3, the present invention substitutes the nitrogen source of traditional N doping using pyrroles.The chemical property of product is improved, is made simultaneously
Polymerizing condition is more easy to control.
4, the present invention substitutes the sulphur source of traditional sulfur doping using thiophene, reduces the rigors for mixing sulphur technology to temperature,
Sulphur atom remains to be stabilized under the conditions of high temperature pyrolysis.
5, the present invention provides a kind of application directions of nitrogen sulphur codope carbon nanotube:Catalytic oxidation-reduction reacts.Utilize material
The abundant specific surface area of material, excellent tubular morphology provides abundant favorable activity site for hydrogen reduction and high nitrogen sulfur doping contains
Amount.
Description of the drawings
Fig. 1 is the transmission electron microscope image of the nitrogen sulphur codope carbon nanotube obtained by embodiment 1.

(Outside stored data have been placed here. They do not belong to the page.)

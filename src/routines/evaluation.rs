use crate::autodiff::Tape;
use crate::error::NewtonError;
use crate::model::Model;
use crate::routines::data::Dataset;
use ndarray::{Array1, ArrayView1, Axis};

/// Loss and accuracy of a model on a dataset
#[derive(Debug, Clone)]
pub struct Prediction {
    /// Mean cross-entropy per sample, without the regularization term
    pub loss: f64,
    /// Fraction of samples whose arg-max output matches the label
    pub accuracy: f64,
    /// Predicted class of every sample
    pub predictions: Array1<usize>,
}

fn argmax(row: ArrayView1<f64>) -> usize {
    let mut best = 0;
    for (k, &value) in row.iter().enumerate() {
        if value > row[best] {
            best = k;
        }
    }
    best
}

/// Evaluate `model` on `data` in chunks of `bsize` samples
pub fn predict<M: Model>(model: &M, data: &Dataset, bsize: usize) -> Result<Prediction, NewtonError> {
    if bsize == 0 {
        return Err(NewtonError::precondition("bsize must be positive"));
    }
    if data.is_empty() {
        return Err(NewtonError::precondition("cannot evaluate an empty dataset"));
    }
    model.check_data(data)?;

    let mut total_loss = 0.0;
    let mut correct = 0usize;
    let mut predictions = Vec::with_capacity(data.len());
    for (inputs, labels) in data.chunks(bsize) {
        let mut tape = Tape::new();
        let params = model.record_parameters(&mut tape);
        let forward = model.forward(&mut tape, &params, inputs, labels);
        total_loss += tape.item(forward.loss);

        for (output, label) in tape
            .value(forward.outputs)
            .axis_iter(Axis(0))
            .zip(labels.axis_iter(Axis(0)))
        {
            let predicted = argmax(output);
            if predicted == argmax(label) {
                correct += 1;
            }
            predictions.push(predicted);
        }
    }

    let n = data.len() as f64;
    Ok(Prediction {
        loss: total_loss / n,
        accuracy: correct as f64 / n,
        predictions: Array1::from(predictions),
    })
}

Fig. 2 is that gained nitrogen sulphur codope carbon nanomaterial is prepared into after electrode to test and obtains in embodiment 1 and comparative example 1
Linear sweep voltammetry curve graph.
Specific implementation mode
The present invention is further elaborated on reference to embodiment.

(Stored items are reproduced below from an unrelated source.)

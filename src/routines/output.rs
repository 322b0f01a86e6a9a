use csv::WriterBuilder;
use eyre::{Result, WrapErr};
use serde_derive::Serialize;
use std::fs::{create_dir_all, File, OpenOptions};
use std::path::{Path, PathBuf};

/// Summary of one outer Newton iteration
///
/// `ratio` is `actred / prered` of the accepted step. The validation fields are
/// only filled when a validation set is supplied.
#[derive(Debug, Clone, PartialEq, Serialize)]
pub struct NewtonIteration {
    pub iter: usize,
    pub f: f64,
    pub gnorm: f64,
    pub alpha: f64,
    pub ratio: f64,
    pub lambda: f64,
    pub cg_iters: usize,
    pub actred: f64,
    pub prered: f64,
    /// Wall-clock seconds spent in the iteration, validation excluded
    pub time: f64,
    pub val_loss: Option<f64>,
    pub val_acc: Option<f64>,
}

/// Per-iteration trace of a run
#[derive(Debug, Clone, Default)]
pub struct IterationLog {
    iterations: Vec<NewtonIteration>,
}

impl IterationLog {
    pub fn new() -> Self {
        Self::default()
    }

    pub fn push(&mut self, iteration: NewtonIteration) {
        self.iterations.push(iteration);
    }

    pub fn iterations(&self) -> &[NewtonIteration] {
        &self.iterations
    }

    pub fn last(&self) -> Option<&NewtonIteration> {
        self.iterations.last()
    }

    pub(crate) fn last_mut(&mut self) -> Option<&mut NewtonIteration> {
        self.iterations.last_mut()
    }

    pub fn len(&self) -> usize {
        self.iterations.len()
    }

    pub fn is_empty(&self) -> bool {
        self.iterations.is_empty()
    }

    /// Regularized training loss after each iteration
    pub fn losses(&self) -> Vec<f64> {
        self.iterations.iter().map(|it| it.f).collect()
    }

    pub fn total_cg_iters(&self) -> usize {
        self.iterations.iter().map(|it| it.cg_iters).sum()
    }

    /// Writes `iterations.csv` in `folder`
    pub fn write(&self, folder: &str) -> Result<PathBuf> {
        tracing::debug!("Writing iteration log...");
        let outputfile = OutputFile::new(folder, "iterations.csv")?;
        let mut writer = WriterBuilder::new()
            .has_headers(true)
            .from_writer(outputfile.file());
        for iteration in &self.iterations {
            writer.serialize(iteration)?;
        }
        writer.flush()?;
        tracing::debug!(
            "Iteration log written to {:?}",
            outputfile.relative_path()
        );
        Ok(outputfile.relative_path().to_path_buf())
    }
}

/// Why a run stopped
#[derive(Debug, Clone, Copy, PartialEq, Eq, Serialize)]
pub enum Status {
    /// All `iter_max` iterations were performed
    MaxIterations,
    /// The full gradient vanished exactly, no further step is possible
    ZeroGradient,
}

impl std::fmt::Display for Status {
    fn fmt(&self, f: &mut std::fmt::Formatter<'_>) -> std::fmt::Result {
        match self {
            Status::MaxIterations => write!(f, "Maximum iterations reached"),
            Status::ZeroGradient => write!(f, "Zero gradient"),
        }
    }
}

/// Result of [crate::algorithms::NewtonCG::fit]
#[derive(Debug, Clone)]
pub struct FitResult {
    pub status: Status,
    /// Regularized training loss before the first iteration
    pub initial_loss: f64,
    pub final_loss: f64,
    pub best_accuracy: Option<f64>,
    pub final_accuracy: Option<f64>,
    /// Where the last checkpoint was written
    pub checkpoint: Option<PathBuf>,
    pub total_cg_iters: usize,
    /// Seconds spent in the optimizer, validation excluded
    pub running_time: f64,
    pub log: IterationLog,
}

/// An output file opened for writing, truncating any previous content
#[derive(Debug)]
pub struct OutputFile {
    file: File,
    relative_path: PathBuf,
}

impl OutputFile {
    pub fn new(folder: &str, file_name: &str) -> Result<Self> {
        let relative_path = Path::new(&folder).join(file_name);

        if let Some(parent) = relative_path.parent() {
            create_dir_all(parent)
                .wrap_err_with(|| format!("Failed to create directories for {:?}", parent))?;
        }

        let file = OpenOptions::new()
            .write(true)
            .create(true)
            .truncate(true)
            .open(&relative_path)
            .wrap_err_with(|| format!("Failed to open file: {:?}", relative_path))?;

        Ok(OutputFile {
            file,
            relative_path,
        })
    }

    pub fn file(&self) -> &File {
        &self.file
    }

    pub fn file_owned(self) -> File {
        self.file
    }

    pub fn relative_path(&self) -> &Path {
        &self.relative_path
    }
}
//! Terminal rehearsal of the story
//!
//! Runs the real playback engine against a clock instead of audio so the
//! pacing of a catalog can be checked without a browser.

pub mod clock_media;
pub mod player;

pub use clock_media::ClockMedia;
pub use player::{parse_command, run, Command, RehearsalOptions};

The preparation process of the nitrogen sulphur codope carbon nanotube of the present invention is specific as follows:
(1) modified galapectite:Pure galapectite is scattered in the hydrochloric acid of 0.1~0.5mol/L, continued mechanical stirring 8~for 24 hours,
Obtain acidified modified galapectite.
(2) galapectite/polythiophene composite material is synthesized:Modified galapectite and thiophene are dissolved in organic solvent (thiophene simultaneously
The mass ratio of thiophene monomer and galapectite is 0.5~2:1;The mass ratio 0.05~0.15 of galapectite and organic solvent:1) magnetic, is kept
Power stirs 20~40min, and the oxidant anhydrous ferric trichloride (mass ratio of anhydrous ferric trichloride and thiophene is then added into system
It is 3~5:1), continue to be stirred to react 6~12h at 0~5 DEG C, filter, absolute ethyl alcohol washing, drying obtains galapectite/thiophene
Composite material;
(3) galapectite/polythiophene/Pt/Polypyrrole composite material is synthesized:Composite material appropriate amount of deionized water in (2) is mixed
(composite material is 0.05~0.1 with deionized water quality ratio:1), 20~40min of ultrasonic disperse, to the mixing after ultrasonic disperse
Pyrrole monomer solution is added in system, and (pyrrole monomer is 0.25~1 with galapectite mass ratio:1), 30~60min of magnetic agitation is obtained
To mixed liquor.Mixed liquor is transferred in ice bath, magnetic agitation is kept, 0.1~0.5mol/L oxygen is added dropwise into mixed liquor
Agent liquor ferri trichloridi continues to react 30~60min in ice bath.Product washing is dry to obtain galapectite/polythiophene/poly-
Pyrroles's composite material.
(4) nitrogen sulphur codope carbon nanotube is prepared:Galapectite/polythiophene/Pt/Polypyrrole composite material that step (3) is obtained
It is placed in tube furnace, is warming up to 500~700 DEG C in a nitrogen atmosphere, room temperature is down to after keeping 2~4h reactions, obtain product use
Hydrofluoric acid dips and persistent oscillation 1~2h, it is washed to be dried to obtain nitrogen sulphur codope carbon nanotube.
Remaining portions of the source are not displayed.